= Task =
Your task is to transcribe, without alteration, the lines from the top of the material below through the line bearing "VocabularyKind::SupportedOs => VocabularyTable", inclusive.

= Entries shown =
fn vocabulary_table(kind: VocabularyKind) -> VocabularyTable {
    match kind {
        VocabularyKind::Label => VocabularyTable {
            table: "labels",
            key_column: "name",
            description_column: "description",
            link_table: "artifact_labels",
            link_column: "label_id",
        },
        VocabularyKind::SupportedOs => VocabularyTable {
            table: "supported_os",
            key_column: "name",
            description_column: "NULL",
            link_table: "artifact_os",
            link_column: "os_id",
        },
        VocabularyKind::Source => VocabularyTable {
            table: "sources",
            key_column: "type",
            description_column: "NULL",
            link_table: "artifact_sources",
            link_column: "source_id",
        },
    }
}

fn placeholders(count: usize) -> String {
    vec!["?"; count].join(", ")
}

fn is_unique_violation(err: &rusqlite::Error) -> bool {
    match err {
        rusqlite::Error::SqliteFailure(failure, _) => {
            failure.code == ErrorCode::ConstraintViolation
                && failure.extended_code == rusqlite::ffi::SQLITE_CONSTRAINT_UNIQUE
        }
        _ => false,
    }
}

type ArtifactRow = (ArtifactId, String, String, UserId);

fn artifact_row(row: &Row<'_>) -> rusqlite::Result<ArtifactRow> {
    Ok((
        ArtifactId(row.get(0)?),
        row.get(1)?,
        row.get(2)?,
        UserId(row.get(3)?),
    ))
}

fn user_row(row: &Row<'_>) -> rusqlite::Result<User> {
    Ok(User {
        id: UserId(row.get(0)?),
        name: row.get(1)?,
        fullname: row.get(2)?,
        password: row.get(3)?,
    })
}

pub struct SqliteRepository<'c> {
    conn: &'c Connection,
}

impl<'c> SqliteRepository<'c> {
    pub fn new(conn: &'c Connection) -> Self {
        Self { conn }
    }

    fn load_associations(&self, id: ArtifactId) -> Result<Associations> {
        let mut associations = Associations::default();

        for kind in VocabularyKind::ALL {
            let table = vocabulary_table(kind);
            let mut stmt = self.conn.prepare(&format!(
                "SELECT {} FROM {} WHERE artifact_id = ?1",
                table.link_column, table.link_table
            ))?;
            let ids = stmt
                .query_map(params![id.0], |row| row.get(0).map(VocabularyId))?
                .collect::<rusqlite::Result<BTreeSet<_>>>()?;
            *associations.get_mut(kind) = ids;
        }

        Ok(associations)
    }

    fn write_associations(&self, id: ArtifactId, associations: &Associations) -> Result<()> {
        for kind in VocabularyKind::ALL {
            let table = vocabulary_table(kind);
            self.conn.execute(
                &format!("DELETE FROM {} WHERE artifact_id = ?1", table.link_table),
                params![id.0],
            )?;

            let mut stmt = self.conn.prepare(&format!(
                "INSERT INTO {} (artifact_id, {}) VALUES (?1, ?2)",
                table.link_table, table.link_column
            ))?;
            for entry_id in associations.get(kind) {
                stmt.execute(params![id.0, entry_id.0])?;
            }
        }

        Ok(())
    }

    fn complete(&self, (id, name, data, author): ArtifactRow) -> Result<Artifact> {
        Ok(Artifact {
            id,
            name,
            data,
            author,
            associations: self.load_associations(id)?,
        })
    }

    fn find_artifact_where(
        &self,
        column: &str,
        value: &dyn rusqlite::ToSql,
    ) -> Result<Option<Artifact>> {
        let row = self
            .conn
            .query_row(
                &format!("SELECT id, name, data, user_id FROM artifacts WHERE {} = ?1", column),
                [value],
                artifact_row,
            )
            .optional()?;

        row.map(|row| self.complete(row)).transpose()
    }
}
//! # artifact_catalog
//!
//! A catalog of forensic artifact definitions backed by SQLite.
//!
//! ## Overview
//!
//! Artifact definitions are YAML documents describing where a piece of
//! forensic evidence lives (files, registry keys, commands, WMI queries)
//! together with labels and the operating systems they apply to. The
//! catalog stores each definition as canonical JSON and keeps the labels,
//! supported OS and source types as shared vocabulary linked to it, so
//! artifacts can be queried along any of those dimensions.
//!
//! ## Usage
//!
//! ```no_run
//! use artifact_catalog::catalog::{ArtifactFilter, Catalog};
//! use artifact_catalog::definition::reader;
//! use std::path::Path;
//!
//! # fn main() -> anyhow::Result<()> {
//! let mut catalog = Catalog::open(Path::new("artifact_catalog.sqlite"))?;
//! catalog.initialize("admin", None)?;
//!
//! let definitions = reader::read_yaml_file(Path::new("windows.yaml"))?;
//! let report = catalog.import_all(&definitions, "admin", false)?;
//! println!("Imported {} artifacts", report.succeeded_ids.len());
//!
//! let mut filter = ArtifactFilter::default();
//! filter.supported_os.insert("Windows".to_string());
//! for artifact in catalog.list(&filter)? {
//!     println!("{}", artifact.name);
//! }
//! # Ok(())
//! # }
//! ```
//!
//! ## Module Organization
//!
//! - [`definition`]: artifact definition model, validation and YAML I/O
//! - [`catalog`]: storage, reconciliation, import and queries
//! - [`config`]: YAML configuration file
//! - [`cli`]: command-line interface
//! - [`constants`]: seed vocabulary and defaults
//! - [`error`]: error type of the catalog core

pub mod catalog;
pub mod cli;
pub mod config;
pub mod constants;
pub mod definition;
pub mod error;

#[cfg(test)]
mod test_utils;
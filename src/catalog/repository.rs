use std::collections::BTreeSet;

use serde::{Deserialize, Serialize};

use crate::catalog::models::{
    Artifact, ArtifactId, ArtifactRef, NewArtifact, User, UserId, VocabularyEntry, VocabularyId,
    VocabularyKind,
};
use crate::error::Result;

/// Filter criteria for artifact listings.
///
/// Within one dimension any match is enough; every non-empty dimension
/// must match. Empty dimensions impose no constraint.
#[derive(Debug, Serialize, Deserialize, Clone, Default, PartialEq, Eq)]
pub struct ArtifactFilter {
    #[serde(default)]
    pub labels: BTreeSet<String>,
    #[serde(default)]
    pub supported_os: BTreeSet<String>,
    #[serde(default)]
    pub authors: BTreeSet<String>,
    #[serde(default)]
    pub source_types: BTreeSet<String>,
}

impl ArtifactFilter {
    pub fn is_empty(&self) -> bool {
        self.labels.is_empty()
            && self.supported_os.is_empty()
            && self.authors.is_empty()
            && self.source_types.is_empty()
    }

    /// Names required for one vocabulary dimension
    pub fn vocabulary(&self, kind: VocabularyKind) -> &BTreeSet<String> {
        match kind {
            VocabularyKind::Label => &self.labels,
            VocabularyKind::SupportedOs => &self.supported_os,
            VocabularyKind::Source => &self.source_types,
        }
    }
}

/// Storage seen by the catalog engine.
///
/// Every call may fail with `CatalogError::StorageUnavailable`. A store
/// that enforces artifact name uniqueness must report a violation as
/// `CatalogError::ArtifactAlreadyExists`.
pub trait Repository {
    fn find_artifact_by_name(&self, name: &str) -> Result<Option<Artifact>>;

    fn find_artifact_by_id(&self, id: ArtifactId) -> Result<Option<Artifact>>;

    fn find_user_by_name(&self, name: &str) -> Result<Option<User>>;

    /// Insert the entry unless one with the same identifier exists, and
    /// return the stored entry either way.
    fn find_or_create(
        &self,
        kind: VocabularyKind,
        identifier: &str,
        description: Option<&str>,
    ) -> Result<VocabularyEntry>;

    /// Persist a new artifact together with its associations.
    fn insert_artifact(&self, artifact: NewArtifact) -> Result<Artifact>;

    /// Overwrite name, data, author and all association sets of an
    /// existing artifact.
    fn update_artifact(&self, artifact: &Artifact) -> Result<()>;

    fn delete_artifact(&self, id: ArtifactId) -> Result<()>;

    /// Artifacts matching the filter, in a stable order.
    fn query_artifacts(&self, filter: &ArtifactFilter) -> Result<Vec<Artifact>>;

    fn create_user(&self, name: &str, fullname: &str, password: &str) -> Result<User>;

    fn list_users(&self) -> Result<Vec<User>>;

    fn list_vocabulary(&self, kind: VocabularyKind) -> Result<Vec<VocabularyEntry>>;

    /// Every link between an entry of `kind` and an artifact, ordered by
    /// artifact id.
    fn list_links(&self, kind: VocabularyKind) -> Result<Vec<(VocabularyId, ArtifactRef)>>;

    /// Every artifact with its author, ordered by artifact id.
    fn list_authored(&self) -> Result<Vec<(UserId, ArtifactRef)>>;
}
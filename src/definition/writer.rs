use crate::definition::ArtifactDefinition;
use crate::error::{CatalogError, Result};

/// Format definitions as a multi-document YAML string.
pub fn write_yaml(definitions: &[ArtifactDefinition]) -> Result<String> {
    let mut documents = Vec::with_capacity(definitions.len());
    for definition in definitions {
        let yaml = serde_yaml::to_string(definition)
            .map_err(|e| CatalogError::invalid(format!("{}: {}", definition.name, e)))?;
        documents.push(yaml);
    }

    Ok(documents.join("---\n"))
}

#[cfg(test)]
mod tests {
    use super::*;
    use crate::definition::reader::read_yaml_str;
    use crate::definition::{SourceDefinition, SourceType};
    use serde_json::json;

    fn file_definition(name: &str) -> ArtifactDefinition {
        let mut definition = ArtifactDefinition::new(name, "Some file.");
        let attributes = json!({"paths": ["/var/log/syslog"]});
        definition
            .sources
            .push(SourceDefinition::new(SourceType::File, attributes.as_object().unwrap().clone()));
        definition.labels.push("Logs".to_string());
        definition
    }

    #[test]
    fn test_written_yaml_reads_back() {
        let definitions = vec![file_definition("SysLog"), file_definition("AuthLog")];
        let yaml = write_yaml(&definitions).unwrap();
        assert_eq!(yaml.matches("---").count(), 1);
        assert!(yaml.contains("name: SysLog"));

        assert_eq!(read_yaml_str(&yaml).unwrap(), definitions);
    }

    #[test]
    fn test_write_nothing() {
        assert_eq!(write_yaml(&[]).unwrap(), "");
    }
}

= Written response =
fn vocabulary_table(kind: VocabularyKind) -> VocabularyTable {
    match kind {
        VocabularyKind::Label => VocabularyTable {
            table: "labels",
            key_column: "name",
            description_column: "description",
            link_table: "artifact_labels",
            link_column: "label_id",
        },
        VocabularyKind::SupportedOs => VocabularyTable {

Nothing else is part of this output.